You may wish to engage employer organisations to support the work of the group, such as sector or trade bodies, professional bodies, or industry training boards. They may be able to help you find other employers interested in developing the same apprenticeship standard through a call out to their members.

We suggest you also engage and consult with potential training providers and end-point assessment organisations, especially as you move further along the development process. However, you should ensure that the work of the group remains employer-led and that the employers make all decisions during the development process.
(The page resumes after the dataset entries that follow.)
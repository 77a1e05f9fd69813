//! Deprecated-API warning rule: `.withComponent` has no linaria
//! equivalent. One diagnostic per occurrence, never rewritten.

use restyle_core::Diagnostic;
use restyle_js::{NodeKind, SyntaxTree};

use crate::pipeline::{FileContext, TransformError};

const WITH_COMPONENT_MESSAGE: &str =
    "`.withComponent` is no longer supported; create a separate styled component instead";

pub fn apply(
    tree: &mut SyntaxTree,
    _context: &FileContext,
) -> Result<Vec<Diagnostic>, TransformError> {
    let mut diagnostics = Vec::new();
    for id in tree.descendants(tree.root()) {
        let is_with_component = matches!(
            tree.kind(id),
            NodeKind::MemberExpression { property: Some(p), .. } if p == "withComponent"
        );
        if is_with_component {
            diagnostics.push(Diagnostic::new(tree.line_of(id), WITH_COMPONENT_MESSAGE));
        }
    }
    Ok(diagnostics)
}
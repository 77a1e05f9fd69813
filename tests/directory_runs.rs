//! Whole-directory integration tests through the public crate surface.

use std::fs;
use std::path::{Path, PathBuf};

use restyle::{driver, Registry};

fn write(dir: &Path, name: &str, contents: &str) -> PathBuf {
    let path = dir.join(name);
    if let Some(parent) = path.parent() {
        fs::create_dir_all(parent).unwrap();
    }
    fs::write(&path, contents).unwrap();
    path
}

#[test]
fn emotion_to_linaria_over_a_project_tree() {
    let dir = tempfile::tempdir().unwrap();
    let box_js = write(
        dir.path(),
        "src/components/Box.js",
        concat!(
            "import styled from \"react-emotion\";\n",
            "\n",
            "const Box = styled.div`\n",
            "  color: ${({ theme }) => theme.color.red};\n",
            "`;\n",
        ),
    );
    let app_js = write(
        dir.path(),
        "src/App.js",
        "import React from \"react\";\nexport const App = () => <div className=\"app\" />;\n",
    );

    let transform = Registry::builtin().get("emotion-to-linaria").unwrap();
    let summary = driver::run(transform, dir.path()).unwrap();

    assert_eq!(summary.seen, 2);
    assert_eq!(summary.changed, 1);
    assert!(summary.reports.is_empty());

    let rewritten = fs::read_to_string(&box_js).unwrap();
    assert!(rewritten.contains("import { styled } from \"linaria/react\";"));
    assert!(rewritten.contains("import { theme } from \"./Theme\";"));
    assert!(rewritten.contains("color: ${theme.color.red};"));

    let untouched = fs::read_to_string(&app_js).unwrap();
    assert!(untouched.contains("import React from \"react\";"));
}

#[test]
fn apollo_hooks_renames_the_import_source() {
    let dir = tempfile::tempdir().unwrap();
    let hooks_js = write(
        dir.path(),
        "src/useProducts.js",
        "import { useQuery } from \"react-apollo-hooks\";\nexport const n = 1;\n",
    );

    let transform = Registry::builtin().get("apollo-hooks").unwrap();
    let summary = driver::run(transform, dir.path()).unwrap();

    assert_eq!(summary.changed, 1);
    assert_eq!(
        fs::read_to_string(&hooks_js).unwrap(),
        "import { useQuery } from \"@apollo/react-hooks\";\nexport const n = 1;\n"
    );
}

#[test]
fn summary_serializes_to_json() {
    let dir = tempfile::tempdir().unwrap();
    write(
        dir.path(),
        "src/components/Old.js",
        "const A = Box.withComponent(\"a\");\n",
    );

    let transform = Registry::builtin().get("emotion-to-linaria").unwrap();
    let summary = driver::run(transform, dir.path()).unwrap();

    let json = serde_json::to_value(&summary).unwrap();
    assert_eq!(json["seen"], 1);
    assert_eq!(json["changed"], 0);
    assert_eq!(json["reports"][0]["diagnostics"][0]["line"], 1);
}
//! Lossless JS/JSX parsing and printing for the restyle codemod engine.
//!
//! The parser covers the syntactic subset the rewrite rules pattern-match
//! against: imports, variable declarations, arrow functions, tagged
//! templates, member/call expressions, JSX attributes, template literals,
//! logical/conditional expressions, object expressions, literals, and
//! identifiers. Statements outside that subset degrade to opaque spanned
//! nodes that round-trip verbatim and are never rewritten.
//!
//! Every node carries the byte span it occupies in the original source;
//! the serializer reproduces untouched regions byte-for-byte by
//! interleaving verbatim source gaps with children in span order.

pub mod ast;
pub mod parser;
pub mod serializer;
pub mod tokenizer;

pub use ast::{Node, NodeId, NodeKind, SyntaxTree};
pub use parser::{parse, ParseError};
pub use serializer::{render_node, serialize};
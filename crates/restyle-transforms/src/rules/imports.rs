//! Import rewrite rule: retarget emotion module imports to linaria.
//!
//! - lone default `styled` → `import { styled } from "linaria/react"`
//! - lone named imports (`css`) → same names from `"linaria"`
//! - combined default+named → split into the two imports above, the
//!   named part inserted immediately after the original
//!
//! Unknown module names are left untouched. This rule never emits
//! diagnostics.

use restyle_core::{Diagnostic, Span};
use restyle_js::{NodeKind, SyntaxTree};

use crate::matchers::{self, Imported};
use crate::pipeline::{FileContext, TransformError};

const LEGACY_MODULES: &[&str] = &["react-emotion", "emotion", "preact-emotion", "@emotion/core"];
const LINARIA_REACT: &str = "linaria/react";
const LINARIA_CORE: &str = "linaria";

pub fn apply(
    tree: &mut SyntaxTree,
    _context: &FileContext,
) -> Result<Vec<Diagnostic>, TransformError> {
    for import in matchers::collect_imports(tree) {
        if !LEGACY_MODULES.contains(&import.source.as_str()) {
            continue;
        }
        rewrite_legacy_import(tree, &import);
    }
    Ok(Vec::new())
}

fn rewrite_legacy_import(tree: &mut SyntaxTree, import: &matchers::ImportView) {
    let has_default = import
        .bindings
        .iter()
        .any(|b| b.imported == Imported::Default);
    let named: Vec<&matchers::ImportBinding> = import
        .bindings
        .iter()
        .filter(|b| matches!(b.imported, Imported::Named(_)))
        .collect();

    if has_default && !named.is_empty() {
        split_combined_import(tree, import, &named);
    } else if has_default {
        let default_is_styled = import
            .bindings
            .iter()
            .any(|b| b.imported == Imported::Default && b.local == "styled");
        if default_is_styled {
            replace_with_named_styled(tree, import.node);
        } else {
            // Unrecognized default binding: move the module, keep the shape.
            retarget(tree, import.node, LINARIA_CORE);
        }
    } else {
        // Named-only (css and friends), namespace, or side-effect import.
        retarget(tree, import.node, LINARIA_CORE);
    }
}

/// `import styled, { css } from "react-emotion"` becomes two sibling
/// declarations: the styled import from linaria/react, then the named
/// import from linaria.
fn split_combined_import(
    tree: &mut SyntaxTree,
    import: &matchers::ImportView,
    named: &[&matchers::ImportBinding],
) {
    let at = tree.span_of(import.node).end;
    let mut specifiers = Vec::new();
    for binding in named {
        let Imported::Named(imported) = &binding.imported else {
            continue;
        };
        specifiers.push(tree.alloc(
            NodeKind::ImportNamedSpecifier {
                imported: imported.clone(),
                local: binding.local.clone(),
            },
            Span::empty(at),
            Vec::new(),
        ));
    }
    let named_import = tree.alloc(
        NodeKind::ImportDeclaration {
            source: LINARIA_CORE.to_string(),
        },
        Span::empty(at),
        specifiers,
    );

    replace_with_named_styled(tree, import.node);
    let root = tree.root();
    tree.insert_after(root, import.node, named_import);
}

fn replace_with_named_styled(tree: &mut SyntaxTree, import: restyle_js::NodeId) {
    let at = tree.span_of(import).start;
    let styled = tree.alloc(
        NodeKind::ImportNamedSpecifier {
            imported: "styled".to_string(),
            local: "styled".to_string(),
        },
        Span::empty(at),
        Vec::new(),
    );
    tree.replace(
        import,
        NodeKind::ImportDeclaration {
            source: LINARIA_REACT.to_string(),
        },
        vec![styled],
    );
}

fn retarget(tree: &mut SyntaxTree, import: restyle_js::NodeId, source: &str) {
    let specifiers = tree.children(import).to_vec();
    tree.replace(
        import,
        NodeKind::ImportDeclaration {
            source: source.to_string(),
        },
        specifiers,
    );
}

#[cfg(test)]
mod tests {
    use super::*;
    use restyle_js::{parse, serialize};
    use std::path::Path;

    fn run(src: &str) -> String {
        let mut tree = parse(src).unwrap();
        let context = FileContext {
            path: Path::new("src/components/X.js"),
        };
        apply(&mut tree, &context).unwrap();
        serialize(&tree)
    }

    #[test]
    fn lone_default_styled() {
        assert_eq!(
            run("import styled from \"react-emotion\";\n"),
            "import { styled } from \"linaria/react\";\n"
        );
    }

    #[test]
    fn lone_named_css() {
        assert_eq!(
            run("import { css } from \"react-emotion\";\n"),
            "import { css } from \"linaria\";\n"
        );
    }

    #[test]
    fn emotion_core_css() {
        assert_eq!(
            run("import { css } from \"@emotion/core\";\n"),
            "import { css } from \"linaria\";\n"
        );
    }

    #[test]
    fn combined_import_splits_in_order() {
        assert_eq!(
            run("import styled, { css } from \"react-emotion\";\nrest();\n"),
            "import { styled } from \"linaria/react\";\nimport { css } from \"linaria\";\nrest();\n"
        );
    }

    #[test]
    fn unknown_module_untouched() {
        let src = "import styled from \"styled-components\";\n";
        assert_eq!(run(src), src);
    }
}
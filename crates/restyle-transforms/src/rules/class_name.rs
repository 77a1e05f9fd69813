//! className rewrite rule.
//!
//! `className={css`...`}` gets the same flat-declaration-to-object
//! treatment as the `css` prop, and on success the attribute is
//! renamed to `style`. Unlike the `css` prop rule, values that do not
//! involve the `css` helper or a logical-AND pattern are left alone —
//! className is a legitimate attribute in its own right.

use restyle_core::Diagnostic;
use restyle_js::{render_node, NodeId, NodeKind, SyntaxTree};

use crate::matchers;
use crate::pipeline::{FileContext, TransformError};
use crate::style_object::{flatten_declarations, StyleObjectError};

const INTERPOLATION_MESSAGE: &str = "cannot polyfill an interpolated expression inside a \
     `className` template literal; edit this style manually";

const NESTED_SELECTOR_MESSAGE: &str = "CSS selectors cannot be polyfilled in a `style` object; \
     extract these styles into a variable assigned with the `css` helper";

pub fn apply(
    tree: &mut SyntaxTree,
    _context: &FileContext,
) -> Result<Vec<Diagnostic>, TransformError> {
    let mut diagnostics = Vec::new();
    let attributes: Vec<NodeId> = tree
        .descendants(tree.root())
        .into_iter()
        .filter(|&id| {
            matches!(tree.kind(id), NodeKind::JsxAttribute { name } if name == "className")
        })
        .collect();

    for attribute in attributes {
        rewrite_attribute(tree, attribute, &mut diagnostics);
    }
    Ok(diagnostics)
}

fn rewrite_attribute(tree: &mut SyntaxTree, attribute: NodeId, diagnostics: &mut Vec<Diagnostic>) {
    let Some(&value) = tree.children(attribute).first() else {
        return;
    };
    if !matches!(tree.kind(value), NodeKind::JsxExpressionContainer) {
        return;
    }
    let Some(&expression) = tree.children(value).first() else {
        return;
    };

    if matchers::is_css_tagged_template(tree, expression) {
        let template = tree.children(expression)[1];
        let interpolations = matchers::template_interpolations(tree, template);
        if !interpolations.is_empty() {
            for interpolation in interpolations {
                diagnostics.push(Diagnostic::new(
                    tree.line_of(interpolation),
                    INTERPOLATION_MESSAGE,
                ));
            }
            return;
        }
        let raw = matchers::template_raw_text(tree, template);
        match flatten_declarations(&raw) {
            Ok(object) => tree.replace_raw(attribute, format!("style={{{}}}", object)),
            Err(StyleObjectError::NestedSelector) => {
                diagnostics.push(Diagnostic::new(
                    tree.line_of(attribute),
                    NESTED_SELECTOR_MESSAGE,
                ));
            }
        }
        return;
    }

    let is_logical_and = matches!(
        tree.kind(expression),
        NodeKind::LogicalExpression { operator } if operator == "&&"
    );
    if is_logical_and {
        let (left_id, right_id) = {
            let children = tree.children(expression);
            (children[0], children[1])
        };
        let left = render_node(tree, left_id);
        let right = render_node(tree, right_id);
        tree.replace_raw(attribute, format!("style={{{} ? {} : null}}", left, right));
    }
}

#[cfg(test)]
mod tests {
    use super::*;
    use restyle_js::{parse, serialize};
    use std::path::Path;

    fn run(src: &str) -> (String, Vec<Diagnostic>) {
        let mut tree = parse(src).unwrap();
        let context = FileContext {
            path: Path::new("src/components/X.js"),
        };
        let diagnostics = apply(&mut tree, &context).unwrap();
        (serialize(&tree), diagnostics)
    }

    #[test]
    fn flattens_and_renames() {
        let (out, diagnostics) =
            run("const el = <div className={css`color: red;`}>x</div>;\n");
        assert!(out.contains("style={{ color: \"red\" }}"));
        assert!(diagnostics.is_empty());
    }

    #[test]
    fn interpolations_abstain_per_expression_at_their_line() {
        let src = "const el = (\n  <div\n    className={css`\n      color: ${main};\n      width: ${wide};\n    `}\n  />\n);\n";
        let (out, diagnostics) = run(src);
        assert_eq!(out, src);
        assert_eq!(diagnostics.len(), 2);
        assert_eq!(diagnostics[0].line, 4);
        assert_eq!(diagnostics[1].line, 5);
    }

    #[test]
    fn nested_selector_recommends_extraction() {
        let src = "const el = <div className={css`a { color: red; }`} />;\n";
        let (out, diagnostics) = run(src);
        assert_eq!(out, src);
        assert_eq!(diagnostics.len(), 1);
        assert!(diagnostics[0].message.contains("extract"));
    }

    #[test]
    fn plain_string_class_name_untouched() {
        let src = "const el = <div className=\"header\" />;\n";
        let (out, diagnostics) = run(src);
        assert_eq!(out, src);
        assert!(diagnostics.is_empty());
    }
}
You may want to agree and set out terms of reference for your trailblazer group, including:

  • how often you will meet and where
  • roles and resources
  • who else to involve, at what stage and how

Here are some RM top tips based on our experience of having worked with numerous trailblazer groups since 2013:

  • hold regular meetings or conference calls (at least monthly) to help to ensure momentum and keep the group motivated
  • book meetings at the start of the process for several months ahead to help to maximise attendance
  • meeting for a couple of consecutive days can speed up the process
  • try to keep trailblazer group membership and attendance at meetings consistent, as this avoids having to keep going back over old ground
  • whilst face-to-face meetings are generally more effective, virtual or partially virtual meetings can be useful, for example, to gain sign-off of documents
  • get members of the group to take responsibility for different strands of work
  • form smaller ‘task and finish groups’ to work on the detailed wording of different sections to save time
  • don’t underestimate the work and time involved in getting training provider quotes – start the conversations now

4. Withdrawing Institute support

Once approved to develop an apprenticeship standard, we would expect to support you through the full process until it is ‘approved for delivery.’ However, in exceptional circumstances, we may wish to withdraw our support for a trailblazer group to develop an apprenticeship standard where one or more of the following circumstances arises:

  • scrutiny of the occupational standard or EPA plan reveals content that is irreparably contrary to current requirements (including if requirements have changed since the proposal to develop the apprenticeship standard was agreed), or content that was not agreed when the proposal to develop the apprenticeship standard was approved, and/or the trailblazer group refuses to apply changes requested by us when the proposal was approved
  • the trailblazer group has refused to, or is unable to, comply with our requirements in the development of the occupational standard or EPA plan
  • the trailblazer group is unable to produce a submission within a reasonable timescale (usually not more than six months for each stage of the apprenticeship development process)
  • the trailblazer group no longer has the support of a representative cross-section of employers in the occupational area
  • the trailblazer group refuses to work with other individual employers or groups of employers when requested to do so by us
  • or in any other reasonable situation

If such a scenario develops, your RM will discuss the issue with you prior to any decision being made.